## DATA TO EXAMINE
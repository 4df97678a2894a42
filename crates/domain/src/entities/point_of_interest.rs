//! Point-of-interest entity

use serde::{Deserialize, Serialize};

use crate::value_objects::{GeoPoint, PoiCategory};

/// A point of interest near a search location
#[derive(Debug, Clone, PartialEq, Serialize, Deserialize)]
pub struct PointOfInterest {
    /// Provider id (stringified) or a generated mock id
    pub id: String,
    /// Display name
    pub name: String,
    /// Latitude in degrees
    pub lat: f64,
    /// Longitude in degrees
    pub lng: f64,
    /// Category from the closed set
    pub category: PoiCategory,
    /// Rating from 3.0 to 5.0
    #[serde(default, skip_serializing_if = "Option::is_none")]
    pub rating: Option<f64>,
    /// Short description
    #[serde(default, skip_serializing_if = "Option::is_none")]
    pub description: Option<String>,
    /// Website URL
    #[serde(default, skip_serializing_if = "Option::is_none")]
    pub website: Option<String>,
}

impl PointOfInterest {
    /// Position of the point of interest
    #[must_use]
    pub const fn position(&self) -> GeoPoint {
        GeoPoint::new_unchecked(self.lat, self.lng)
    }
}
//! Trip cost estimation

use serde::{Deserialize, Serialize};

use crate::entities::Route;
use crate::errors::DomainError;

/// Driving minutes per day before an overnight stop is assumed
pub const DRIVING_MINUTES_PER_DAY: f64 = 8.0 * 60.0;

/// Price and consumption assumptions for a trip estimate
#[derive(Debug, Clone, Copy, PartialEq, Serialize, Deserialize)]
pub struct CostFactors {
    /// Fuel price in dollars per gallon
    pub fuel_price_per_gallon: f64,
    /// Vehicle fuel economy in miles per gallon
    pub mpg: f64,
    /// Lodging cost per night
    pub lodging_per_night: f64,
    /// Food budget per day
    pub meals_per_day: f64,
    /// Flat budget for park passes and entrance fees
    pub attraction_fees: f64,
}

impl CostFactors {
    /// Typical prices for a CA/NV/AZ/UT road trip
    #[must_use]
    pub const fn southwest() -> Self {
        Self {
            fuel_price_per_gallon: 4.5,
            mpg: 25.0,
            lodging_per_night: 150.0,
            meals_per_day: 75.0,
            attraction_fees: 100.0,
        }
    }
}

impl Default for CostFactors {
    fn default() -> Self {
        Self::southwest()
    }
}

/// Breakdown of an estimated trip cost, in dollars
#[derive(Debug, Clone, Copy, PartialEq, Serialize, Deserialize)]
pub struct CostEstimate {
    /// Fuel for the whole distance
    pub fuel: f64,
    /// Lodging for every night between driving days
    pub lodging: f64,
    /// Meals for every driving day
    pub food: f64,
    /// Entrance fees
    pub attractions: f64,
    /// Number of driving days
    pub driving_days: u32,
}

impl CostEstimate {
    /// Total rounded to whole dollars
    #[must_use]
    pub fn total(&self) -> f64 {
        (self.fuel + self.lodging + self.food + self.attractions).round()
    }
}

/// Estimate the cost of driving a route
///
/// One night of lodging is assumed per eight hours of driving, except after
/// the last day.
///
/// # Errors
///
/// Returns `DomainError::ValidationError` if `mpg` is not positive.
#[allow(clippy::cast_possible_truncation, clippy::cast_sign_loss)]
pub fn estimate_trip_cost(route: &Route, factors: &CostFactors) -> Result<CostEstimate, DomainError> {
    if factors.mpg <= 0.0 {
        return Err(DomainError::validation("mpg must be greater than 0"));
    }

    let fuel = route.distance / factors.mpg * factors.fuel_price_per_gallon;
    // Non-negative and far below u32::MAX for any real route
    let driving_days = (route.duration.max(0.0) / DRIVING_MINUTES_PER_DAY).ceil() as u32;
    let nights = driving_days.saturating_sub(1);

    Ok(CostEstimate {
        fuel,
        lodging: f64::from(nights) * factors.lodging_per_night,
        food: f64::from(driving_days) * factors.meals_per_day,
        attractions: factors.attraction_fees,
        driving_days,
    })
}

## YOUR TASK
Retype the lines beginning at the one containing "pub fn estimate_trip_cost(route: &Route, factors: &CostFactors)" and ending at the final line of the material, both included.

## ANSWER
pub fn estimate_trip_cost(route: &Route, factors: &CostFactors) -> Result<CostEstimate, DomainError> {
    if factors.mpg <= 0.0 {
        return Err(DomainError::validation("mpg must be greater than 0"));
    }

    let fuel = route.distance / factors.mpg * factors.fuel_price_per_gallon;
    // Non-negative and far below u32::MAX for any real route
    let driving_days = (route.duration.max(0.0) / DRIVING_MINUTES_PER_DAY).ceil() as u32;
    let nights = driving_days.saturating_sub(1);

    Ok(CostEstimate {
        fuel,
        lodging: f64::from(nights) * factors.lodging_per_night,
        food: f64::from(driving_days) * factors.meals_per_day,
        attractions: factors.attraction_fees,
        driving_days,
    })
}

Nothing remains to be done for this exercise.